The workshop was led by the architect Juan Casillas Pintor. The workshop made use of paakluum, a Mayan wall construction technique that employs local materials, to construct a dry toilet. In addition to revitalizing traditional techniques, the workshop aimed at raising awareness for the benefits of working with local materials, considering also the greater resilience of such construction methods in the face of climatic and environmental crises. This applied technology is part of the work being done by Colectivo Suumil Móokt'aan to regenerate the water: “While for us water is sacred, large corporations see it as a mere resource for generating economic profit. Water is contaminated by large-scale pig farming, real estate development projects, excessive tourism, as well as government policies permitting inadequate sanitary systems that profoundly damage our water” (leaflet, Colectivo Suumil Móokt'aan). Combined with a system for collecting rainwater and for the natural purification of gray water, the dry toilet forms part of a closed water cycle in the solar.

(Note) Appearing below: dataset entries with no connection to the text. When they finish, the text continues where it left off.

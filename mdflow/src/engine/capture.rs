//! Bounded head+tail capture of engine output.
//!
//! MD engines can print megabytes of progress lines. The first bytes carry
//! the command banner and the last bytes carry the error, so both ends are
//! retained and the middle is replaced by an omission marker.

use std::collections::VecDeque;

/// Default number of bytes retained from the start of the output.
pub const DEFAULT_HEAD_BYTES: usize = 64 * 1024;
/// Default number of bytes retained from the end of the output.
pub const DEFAULT_TAIL_BYTES: usize = 256 * 1024;
/// Longest run of bytes without a line break handed to the capture as one line.
pub const MAX_LINE_BYTES: usize = 16 * 1024;

/// Byte limits for a [`LogCapture`].
#[derive(Debug, Clone, Copy, PartialEq, Eq)]
pub struct CaptureLimits {
    /// Bytes kept from the start.
    pub head_bytes: usize,
    /// Bytes kept from the end.
    pub tail_bytes: usize,
}

impl Default for CaptureLimits {
    fn default() -> Self {
        Self {
            head_bytes: DEFAULT_HEAD_BYTES,
            tail_bytes: DEFAULT_TAIL_BYTES,
        }
    }
}

/// Line-oriented capture buffer.
#[derive(Debug, Default)]
pub struct LogCapture {
    limits: CaptureLimits,
    head: Vec<String>,
    head_len: usize,
    head_full: bool,
    tail: VecDeque<String>,
    tail_len: usize,
    omitted_lines: usize,
    omitted_bytes: usize,
    total_lines: usize,
}

impl LogCapture {
    /// Creates an empty capture with the given limits.
    #[must_use]
    pub fn new(limits: CaptureLimits) -> Self {
        Self {
            limits,
            ..Self::default()
        }
    }

    /// Appends one line. A trailing newline is stripped.
    pub fn push_line(&mut self, line: &str) {
        let line = line.trim_end_matches(['\n', '\r']).to_string();
        self.total_lines += 1;

        if !self.head_full {
            if self.head_len + line.len() <= self.limits.head_bytes {
                self.head_len += line.len() + 1;
                self.head.push(line);
                return;
            }
            self.head_full = true;
        }

        let line = self.clip_to_tail(line);
        self.tail_len += line.len() + 1;
        self.tail.push_back(line);
        while self.tail_len > self.limits.tail_bytes {
            match self.tail.pop_front() {
                Some(dropped) => {
                    self.tail_len -= dropped.len() + 1;
                    self.omitted_lines += 1;
                    self.omitted_bytes += dropped.len() + 1;
                }
                None => break,
            }
        }
    }

    /// Keeps only the end of a line that would not fit in the tail on its own.
    fn clip_to_tail(&mut self, line: String) -> String {
        let keep = self.limits.tail_bytes.saturating_sub(1);
        if line.len() <= keep {
            return line;
        }
        let mut start = line.len() - keep;
        while !line.is_char_boundary(start) {
            start += 1;
        }
        self.omitted_bytes += start;
        line[start..].to_string()
    }

    /// Returns the number of lines seen so far.
    #[must_use]
    pub fn total_lines(&self) -> usize {
        self.total_lines
    }

    /// Freezes the capture.
    #[must_use]
    pub fn finish(self) -> CapturedLog {
        let mut lines = self.head;
        if self.omitted_bytes > 0 {
            lines.push(format!(
                "[... {} lines ({} bytes) omitted ...]",
                self.omitted_lines, self.omitted_bytes
            ));
        }
        lines.extend(self.tail);
        CapturedLog {
            lines,
            omitted_lines: self.omitted_lines,
            total_lines: self.total_lines,
        }
    }
}

/// Splits a raw output stream into lines for a [`LogCapture`].
///
/// Both `\n` and `\r` end a line, so carriage-return progress meters are
/// captured as separate lines. A run of bytes longer than the line cap is
/// flushed in pieces, which keeps memory bounded whatever the engine prints.
#[derive(Debug)]
pub struct LineSplitter {
    pending: Vec<u8>,
    max_line: usize,
    after_cr: bool,
}

impl Default for LineSplitter {
    fn default() -> Self {
        Self::new(MAX_LINE_BYTES)
    }
}

impl LineSplitter {
    /// Creates a splitter that flushes lines longer than `max_line` bytes.
    #[must_use]
    pub fn new(max_line: usize) -> Self {
        Self {
            pending: Vec::new(),
            max_line: max_line.max(1),
            after_cr: false,
        }
    }

    /// Feeds a chunk of raw output.
    pub fn feed(&mut self, bytes: &[u8], capture: &mut LogCapture) {
        for &byte in bytes {
            match byte {
                b'\n' if self.after_cr => self.after_cr = false,
                b'\n' | b'\r' => {
                    self.after_cr = byte == b'\r';
                    self.emit(capture);
                }
                _ => {
                    self.after_cr = false;
                    self.pending.push(byte);
                    if self.pending.len() >= self.max_line {
                        self.emit(capture);
                    }
                }
            }
        }
    }

    /// Flushes an unterminated final line.
    pub fn finish(&mut self, capture: &mut LogCapture) {
        if !self.pending.is_empty() {
            self.emit(capture);
        }
    }

    fn emit(&mut self, capture: &mut LogCapture) {
        capture.push_line(&String::from_utf8_lossy(&self.pending));
        self.pending.clear();
    }
}

/// Retained output of one engine call.
#[derive(Debug, Clone, Default, PartialEq, Eq)]
pub struct CapturedLog {
    lines: Vec<String>,
    omitted_lines: usize,
    total_lines: usize,
}

impl CapturedLog {
    /// Builds a log from already-retained text.
    #[must_use]
    pub fn from_text(text: &str) -> Self {
        let lines: Vec<String> = text.lines().map(str::to_string).collect();
        let total_lines = lines.len();
        Self {
            lines,
            omitted_lines: 0,
            total_lines,
        }
    }

    /// Retained lines, including the omission marker.
    #[must_use]
    pub fn lines(&self) -> &[String] {
        &self.lines
    }

    /// Retained text joined by newlines.
    #[must_use]
    pub fn text(&self) -> String {
        self.lines.join("\n")
    }

    /// The last `max_lines` retained lines.
    #[must_use]
    pub fn excerpt(&self, max_lines: usize) -> String {
        let start = self.lines.len().saturating_sub(max_lines);
        self.lines[start..].join("\n")
    }

    /// Lines dropped from the middle.
    #[must_use]
    pub fn omitted_lines(&self) -> usize {
        self.omitted_lines
    }

    /// Total lines the engine printed.
    #[must_use]
    pub fn total_lines(&self) -> usize {
        self.total_lines
    }

    /// Returns true if nothing was captured.
    #[must_use]
    pub fn is_empty(&self) -> bool {
        self.lines.is_empty()
    }
}

#[cfg(test)]
mod tests {
    use super::*;
    use pretty_assertions::assert_eq;

    fn small() -> CaptureLimits {
        CaptureLimits {
            head_bytes: 14,
            tail_bytes: 14,
        }
    }

    #[test]
    fn test_short_output_kept_verbatim() {
        let mut capture = LogCapture::new(CaptureLimits::default());
        capture.push_line("GROMACS version 2023\n");
        capture.push_line("Writing output\r\n");
        let log = capture.finish();

        assert_eq!(log.text(), "GROMACS version 2023\nWriting output");
        assert_eq!(log.omitted_lines(), 0);
    }

    #[test]
    fn test_long_output_keeps_head_and_tail() {
        let mut capture = LogCapture::new(small());
        for i in 0..20 {
            capture.push_line(&format!("line{i:02}"));
        }
        assert_eq!(capture.total_lines(), 20);
        let log = capture.finish();

        assert_eq!(log.lines()[0], "line00");
        assert_eq!(log.lines()[1], "line01");
        assert!(log.lines()[2].contains("omitted"));
        assert_eq!(log.lines().last().map(String::as_str), Some("line19"));
        assert_eq!(log.lines()[3], "line18");
        assert_eq!(log.omitted_lines(), 16);
        assert_eq!(log.total_lines(), 20);
    }

    #[test]
    fn test_line_longer_than_tail_keeps_its_end() {
        let mut capture = LogCapture::new(small());
        capture.push_line("banner");
        capture.push_line("Fatal error: something went badly wrong");
        let log = capture.finish();

        assert_eq!(log.lines()[0], "banner");
        assert!(log.lines()[1].contains("bytes) omitted"));
        assert_eq!(log.lines()[2], "t badly wrong");
        assert!(log.text().ends_with("badly wrong"));
    }

    #[test]
    fn test_splitter_breaks_on_carriage_returns() {
        let mut capture = LogCapture::new(CaptureLimits::default());
        let mut splitter = LineSplitter::default();
        splitter.feed(b"step 1\rstep 2\rstep 3\r\nFatal error:", &mut capture);
        splitter.feed(b" bad input\n", &mut capture);
        splitter.finish(&mut capture);
        let log = capture.finish();

        assert_eq!(
            log.lines(),
            &["step 1", "step 2", "step 3", "Fatal error: bad input"]
        );
    }

    #[test]
    fn test_splitter_caps_unterminated_runs() {
        let mut capture = LogCapture::new(CaptureLimits::default());
        let mut splitter = LineSplitter::new(4);
        splitter.feed(b"abcdefghij", &mut capture);
        splitter.finish(&mut capture);
        let log = capture.finish();

        assert_eq!(log.lines(), &["abcd", "efgh", "ij"]);
    }

    #[test]
    fn test_excerpt_takes_tail() {
        let log = CapturedLog::from_text("a\nb\nc\nFatal error:\nbad mdp");
        assert_eq!(log.excerpt(2), "Fatal error:\nbad mdp");
        assert_eq!(log.excerpt(100), log.text());
    }
}
#[cfg(test)]
mod tests {
    use super::*;
    use pretty_assertions::assert_eq;

    fn nvt() -> StageDescriptor {
        StageDescriptor::new("nvt", "/templates/nvt.mdp")
            .requires(["minimization.gro", "topol.top"])
            .produces(["nvt.gro"])
            .carry_over(["*.itp"])
            .call(EngineInvocation::new("grompp").args(["-f", "{template}", "-o", "{stage}.tpr"]))
            .call(EngineInvocation::new("mdrun").args(["-deffnm", "{stage}"]).expects(["nvt.gro"]))
    }

    #[test]
    fn test_descriptor_accessors() {
        let stage = nvt();
        assert_eq!(stage.name(), "nvt");
        assert_eq!(stage.required_inputs(), ["minimization.gro", "topol.top"]);
        assert_eq!(stage.engine_calls().len(), 2);
        assert_eq!(stage.template_file_name(), Some("nvt.mdp"));
        assert!(stage.validate().is_ok());
    }

    #[test]
    fn test_placeholders_resolve_absolute() {
        let stage = nvt();
        let ph = Placeholders::for_stage(&stage, Path::new("/runs/a/01_nvt"));

        let args: Vec<String> = stage.engine_calls()[0]
            .args
            .iter()
            .map(|a| ph.resolve(a))
            .collect();
        assert_eq!(args, vec!["-f", "/runs/a/01_nvt/nvt.mdp", "-o", "nvt.tpr"]);
        assert_eq!(ph.resolve("{workdir}/x"), "/runs/a/01_nvt/x");
    }

    #[test]
    fn test_validate_rejects_empty_name_and_calls() {
        let err = StageDescriptor::new(" ", "a.mdp")
            .call(EngineInvocation::new("mdrun"))
            .validate()
            .unwrap_err();
        assert!(err.message.contains("empty"));

        let err = StageDescriptor::new("npt", "npt.mdp").validate().unwrap_err();
        assert_eq!(err.error_info.unwrap().code, "MDFLOW-001-NO_CALLS");
    }

    #[test]
    fn test_validate_rejects_bad_patterns() {
        let err = StageDescriptor::new("nvt", "nvt.mdp")
            .call(EngineInvocation::new("mdrun").failure_pattern("(unclosed"))
            .validate()
            .unwrap_err();
        assert!(err.message.contains("failure pattern"));

        let err = StageDescriptor::new("nvt", "nvt.mdp")
            .carry_over(["../*.itp"])
            .call(EngineInvocation::new("mdrun"))
            .validate()
            .unwrap_err();
        assert!(err.message.contains("carry-over"));
    }

    #[test]
    fn test_path_like_names_rejected() {
        for name in ["x/../../escape", "..", ".", "a\\b"] {
            let err = StageDescriptor::new(name, "nvt.mdp")
                .call(EngineInvocation::new("mdrun"))
                .validate()
                .unwrap_err();
            assert_eq!(err.error_info.unwrap().code, "MDFLOW-001-NAME_PATH", "{name}");
        }
    }

    #[test]
    fn test_sub_second_timeout_is_kept() {
        let call = EngineInvocation::new("mdrun").timeout(Duration::from_millis(500));
        assert_eq!(call.timeout_duration(), Some(Duration::from_millis(500)));

        let tiny = EngineInvocation::new("mdrun").timeout(Duration::from_micros(10));
        assert_eq!(tiny.timeout_duration(), Some(Duration::from_millis(1)));
    }

    #[test]
    fn test_zero_timeout_rejected() {
        let err = StageDescriptor::new("nvt", "nvt.mdp")
            .call(EngineInvocation::new("mdrun").timeout(Duration::ZERO))
            .validate()
            .unwrap_err();
        assert_eq!(err.error_info.unwrap().code, "MDFLOW-001-TIMEOUT");
    }

    #[test]
    fn test_deserialize_from_toml() {
        let stage: StageDescriptor = toml::from_str(
            r#"
            name = "npt"
            template = "npt.mdp"
            required_inputs = ["nvt.gro", "nvt.cpt"]
            produced_outputs = ["npt.gro"]

            [[calls]]
            subcommand = "grompp"
            args = ["-f", "{template}", "-t", "nvt.cpt"]
            timeout_ms = 60000

            [[calls]]
            subcommand = "mdrun"
            args = ["-deffnm", "npt"]
            failure_patterns = ["Fatal error"]
            "#,
        )
        .unwrap();

        assert_eq!(stage.engine_calls()[0].timeout_duration(), Some(Duration::from_secs(60)));
        assert_eq!(stage.engine_calls()[1].failure_patterns, vec!["Fatal error"]);
        assert!(stage.carry_over_patterns().is_empty());
    }
}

Construction of the dry toilet using vernacular construction methods
Colectivo Suumil Móokt'aan
Details of the dry toilet and groundwater system from Alberto Guerra’s drawing of solar maya
Colectivo Suumil Móokt'aan
Collective Kitchen

A collective kitchen was built to form the central part of the solar, also built through the use of traditional building methods. As a microcosm of Mayan society, the solar is also the fundamental place for establishing complex relationships with nature as well as within the community. The collective kitchen is used as a space to exchange ideas and share recipes, knowledges, experiences and culinary traditions. Communal cooking and eating merges with the tradition of storytelling. 

House of Seeds

It is vitally important for us to cultivate the milpa, thus preserving different native seeds and recovering local varieties of vegetables.

The collection, storage, and exchange of seeds from crops traditionally grown in the milpa plays a central role in Mayan food sovereignty. At the core of the milpa is the mutually supportive plant community of maize, beans and squash, the so-called three sisters. This complex agricultural system has been cultivated by Maya communities for thousands of years and has been adapted to the respective local and cultural conditions. The Maya food system in Yucatan knows 100 to 250 different varieties of crops. This diversity is maintained through the continuous cultivation of endemic seeds. The construction of a traditional seed house in the solar allows for the preservation of these varieties as well as the exchange with other communities.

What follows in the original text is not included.